### Extracted material

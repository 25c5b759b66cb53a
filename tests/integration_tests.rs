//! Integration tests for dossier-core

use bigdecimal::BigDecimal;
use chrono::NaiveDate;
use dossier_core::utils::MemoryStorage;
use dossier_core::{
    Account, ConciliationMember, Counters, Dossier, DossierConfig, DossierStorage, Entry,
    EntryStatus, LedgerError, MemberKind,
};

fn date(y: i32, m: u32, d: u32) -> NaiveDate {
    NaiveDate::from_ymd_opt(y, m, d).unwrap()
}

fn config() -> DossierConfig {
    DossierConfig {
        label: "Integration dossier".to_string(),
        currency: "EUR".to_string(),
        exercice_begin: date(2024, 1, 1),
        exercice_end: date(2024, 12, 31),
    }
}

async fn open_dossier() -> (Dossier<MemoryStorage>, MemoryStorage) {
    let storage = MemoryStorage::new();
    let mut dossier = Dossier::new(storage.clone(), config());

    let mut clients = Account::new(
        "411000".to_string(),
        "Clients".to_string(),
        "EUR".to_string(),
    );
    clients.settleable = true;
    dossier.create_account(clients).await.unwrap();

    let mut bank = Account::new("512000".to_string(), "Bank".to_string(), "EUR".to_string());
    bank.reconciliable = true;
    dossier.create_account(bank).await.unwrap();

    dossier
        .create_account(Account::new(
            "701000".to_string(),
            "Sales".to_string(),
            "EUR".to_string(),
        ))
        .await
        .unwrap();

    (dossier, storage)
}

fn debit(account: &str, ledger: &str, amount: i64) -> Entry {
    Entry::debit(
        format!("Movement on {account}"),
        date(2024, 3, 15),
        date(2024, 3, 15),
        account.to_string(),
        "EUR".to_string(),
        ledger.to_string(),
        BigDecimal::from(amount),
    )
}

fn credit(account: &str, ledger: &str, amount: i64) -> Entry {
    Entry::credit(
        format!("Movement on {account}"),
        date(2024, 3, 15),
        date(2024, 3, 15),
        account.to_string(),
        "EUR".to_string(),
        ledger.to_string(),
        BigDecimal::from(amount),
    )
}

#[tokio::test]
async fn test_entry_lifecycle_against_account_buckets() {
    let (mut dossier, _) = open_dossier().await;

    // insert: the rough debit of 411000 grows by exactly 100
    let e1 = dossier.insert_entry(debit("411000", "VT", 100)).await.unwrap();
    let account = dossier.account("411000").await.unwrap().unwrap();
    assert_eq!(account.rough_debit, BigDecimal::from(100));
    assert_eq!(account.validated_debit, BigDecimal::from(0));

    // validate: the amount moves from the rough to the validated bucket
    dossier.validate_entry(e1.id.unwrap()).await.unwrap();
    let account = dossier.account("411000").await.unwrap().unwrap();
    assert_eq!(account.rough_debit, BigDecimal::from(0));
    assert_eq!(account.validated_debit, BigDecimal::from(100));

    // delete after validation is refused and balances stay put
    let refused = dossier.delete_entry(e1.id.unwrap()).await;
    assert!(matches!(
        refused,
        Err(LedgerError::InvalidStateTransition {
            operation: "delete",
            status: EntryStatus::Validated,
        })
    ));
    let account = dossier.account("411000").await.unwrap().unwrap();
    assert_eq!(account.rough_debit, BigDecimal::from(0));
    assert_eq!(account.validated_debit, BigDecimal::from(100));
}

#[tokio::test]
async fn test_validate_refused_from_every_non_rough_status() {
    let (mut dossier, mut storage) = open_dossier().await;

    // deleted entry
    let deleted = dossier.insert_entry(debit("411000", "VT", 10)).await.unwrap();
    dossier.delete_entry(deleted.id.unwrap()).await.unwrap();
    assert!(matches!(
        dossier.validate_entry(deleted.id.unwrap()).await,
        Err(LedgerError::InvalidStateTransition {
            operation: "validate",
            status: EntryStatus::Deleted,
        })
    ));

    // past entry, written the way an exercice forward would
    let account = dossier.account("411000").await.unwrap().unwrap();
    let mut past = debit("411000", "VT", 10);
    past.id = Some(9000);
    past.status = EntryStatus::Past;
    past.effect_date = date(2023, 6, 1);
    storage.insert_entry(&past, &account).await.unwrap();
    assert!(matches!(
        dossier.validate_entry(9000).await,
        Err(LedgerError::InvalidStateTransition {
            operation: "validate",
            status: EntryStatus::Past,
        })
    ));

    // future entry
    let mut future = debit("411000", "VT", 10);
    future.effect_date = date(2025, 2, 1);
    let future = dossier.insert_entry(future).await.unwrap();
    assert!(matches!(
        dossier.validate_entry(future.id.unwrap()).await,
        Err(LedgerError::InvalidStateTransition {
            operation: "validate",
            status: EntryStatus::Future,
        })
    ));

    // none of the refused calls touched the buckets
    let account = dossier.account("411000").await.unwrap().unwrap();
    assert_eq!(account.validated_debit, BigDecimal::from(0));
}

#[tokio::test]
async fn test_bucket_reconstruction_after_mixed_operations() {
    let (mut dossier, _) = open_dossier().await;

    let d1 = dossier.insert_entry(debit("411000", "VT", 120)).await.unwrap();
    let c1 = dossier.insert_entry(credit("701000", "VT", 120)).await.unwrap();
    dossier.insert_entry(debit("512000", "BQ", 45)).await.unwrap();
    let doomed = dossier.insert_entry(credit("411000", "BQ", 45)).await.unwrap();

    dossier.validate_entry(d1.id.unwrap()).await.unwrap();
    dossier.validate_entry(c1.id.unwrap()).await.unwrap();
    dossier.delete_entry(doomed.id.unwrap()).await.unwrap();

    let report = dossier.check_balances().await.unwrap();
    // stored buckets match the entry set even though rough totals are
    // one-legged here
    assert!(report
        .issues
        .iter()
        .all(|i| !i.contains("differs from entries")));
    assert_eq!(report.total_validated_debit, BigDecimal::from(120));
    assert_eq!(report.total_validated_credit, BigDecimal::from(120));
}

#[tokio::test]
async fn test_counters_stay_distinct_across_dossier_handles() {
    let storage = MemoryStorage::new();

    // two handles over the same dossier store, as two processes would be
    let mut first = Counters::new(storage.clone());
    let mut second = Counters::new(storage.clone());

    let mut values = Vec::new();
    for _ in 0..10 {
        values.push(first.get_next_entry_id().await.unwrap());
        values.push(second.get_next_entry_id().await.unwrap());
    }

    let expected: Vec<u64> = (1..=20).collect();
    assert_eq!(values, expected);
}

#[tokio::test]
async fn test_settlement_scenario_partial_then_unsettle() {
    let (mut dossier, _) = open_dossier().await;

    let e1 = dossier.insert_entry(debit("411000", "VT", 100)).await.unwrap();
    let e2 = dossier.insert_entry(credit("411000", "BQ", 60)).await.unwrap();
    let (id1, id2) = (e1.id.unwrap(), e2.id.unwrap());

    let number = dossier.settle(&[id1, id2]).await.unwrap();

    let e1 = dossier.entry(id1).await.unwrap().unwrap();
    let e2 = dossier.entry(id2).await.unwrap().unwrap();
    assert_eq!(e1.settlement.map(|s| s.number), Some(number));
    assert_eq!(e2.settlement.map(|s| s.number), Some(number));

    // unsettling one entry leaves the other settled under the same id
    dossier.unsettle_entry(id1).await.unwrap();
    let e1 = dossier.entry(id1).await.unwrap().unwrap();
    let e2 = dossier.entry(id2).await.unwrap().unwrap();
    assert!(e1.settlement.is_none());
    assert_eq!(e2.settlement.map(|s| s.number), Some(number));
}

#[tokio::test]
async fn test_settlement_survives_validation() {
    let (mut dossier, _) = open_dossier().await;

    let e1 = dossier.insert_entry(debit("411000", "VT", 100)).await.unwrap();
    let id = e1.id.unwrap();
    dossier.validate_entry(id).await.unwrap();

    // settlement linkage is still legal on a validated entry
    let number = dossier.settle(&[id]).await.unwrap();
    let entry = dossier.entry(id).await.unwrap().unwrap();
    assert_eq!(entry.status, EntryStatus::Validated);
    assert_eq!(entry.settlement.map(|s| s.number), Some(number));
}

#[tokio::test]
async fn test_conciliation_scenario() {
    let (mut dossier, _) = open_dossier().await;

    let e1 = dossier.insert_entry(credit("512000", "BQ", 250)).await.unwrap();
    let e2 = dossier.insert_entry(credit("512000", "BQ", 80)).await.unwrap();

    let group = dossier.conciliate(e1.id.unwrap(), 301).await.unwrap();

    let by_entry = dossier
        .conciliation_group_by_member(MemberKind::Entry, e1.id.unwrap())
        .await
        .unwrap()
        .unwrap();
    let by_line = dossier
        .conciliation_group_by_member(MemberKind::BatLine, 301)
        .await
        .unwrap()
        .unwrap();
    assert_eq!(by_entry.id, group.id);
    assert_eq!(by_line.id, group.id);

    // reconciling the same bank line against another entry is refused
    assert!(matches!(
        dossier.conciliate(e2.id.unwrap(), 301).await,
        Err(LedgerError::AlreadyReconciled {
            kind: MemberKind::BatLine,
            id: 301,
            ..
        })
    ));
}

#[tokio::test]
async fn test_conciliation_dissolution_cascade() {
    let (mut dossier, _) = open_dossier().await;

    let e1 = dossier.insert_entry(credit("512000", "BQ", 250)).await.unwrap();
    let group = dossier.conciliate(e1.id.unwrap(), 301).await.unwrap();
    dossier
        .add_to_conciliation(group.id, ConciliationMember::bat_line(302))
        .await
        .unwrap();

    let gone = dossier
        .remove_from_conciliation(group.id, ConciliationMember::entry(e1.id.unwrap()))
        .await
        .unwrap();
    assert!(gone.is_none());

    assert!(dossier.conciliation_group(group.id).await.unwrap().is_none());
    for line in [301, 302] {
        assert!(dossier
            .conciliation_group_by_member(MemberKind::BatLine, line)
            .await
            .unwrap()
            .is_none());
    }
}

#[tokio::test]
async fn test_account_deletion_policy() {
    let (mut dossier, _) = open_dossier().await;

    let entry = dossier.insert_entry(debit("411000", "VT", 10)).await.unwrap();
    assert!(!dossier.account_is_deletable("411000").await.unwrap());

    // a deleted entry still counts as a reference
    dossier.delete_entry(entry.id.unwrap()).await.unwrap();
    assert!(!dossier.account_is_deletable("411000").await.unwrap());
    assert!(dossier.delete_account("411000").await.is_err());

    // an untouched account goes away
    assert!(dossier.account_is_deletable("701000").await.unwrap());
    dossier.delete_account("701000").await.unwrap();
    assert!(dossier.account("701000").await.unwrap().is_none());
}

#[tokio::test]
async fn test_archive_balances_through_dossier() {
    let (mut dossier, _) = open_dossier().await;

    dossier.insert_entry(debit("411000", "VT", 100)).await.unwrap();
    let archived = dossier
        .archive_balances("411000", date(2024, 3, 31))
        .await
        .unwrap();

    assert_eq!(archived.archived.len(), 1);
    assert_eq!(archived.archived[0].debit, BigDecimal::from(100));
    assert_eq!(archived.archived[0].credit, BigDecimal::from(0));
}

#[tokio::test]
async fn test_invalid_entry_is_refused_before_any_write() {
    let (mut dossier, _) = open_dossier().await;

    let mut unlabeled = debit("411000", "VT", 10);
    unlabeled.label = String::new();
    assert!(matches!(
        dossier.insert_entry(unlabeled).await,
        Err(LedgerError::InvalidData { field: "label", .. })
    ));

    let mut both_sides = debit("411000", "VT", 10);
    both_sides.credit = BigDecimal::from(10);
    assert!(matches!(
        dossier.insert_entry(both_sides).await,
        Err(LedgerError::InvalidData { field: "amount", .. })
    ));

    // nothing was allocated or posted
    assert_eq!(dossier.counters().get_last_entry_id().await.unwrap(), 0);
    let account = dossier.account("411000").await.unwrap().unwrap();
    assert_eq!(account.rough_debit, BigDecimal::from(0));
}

### Task to complete
From the listing above, find the number of lines with the word "doomed" in them. Answer with the number only.

### Answer section
2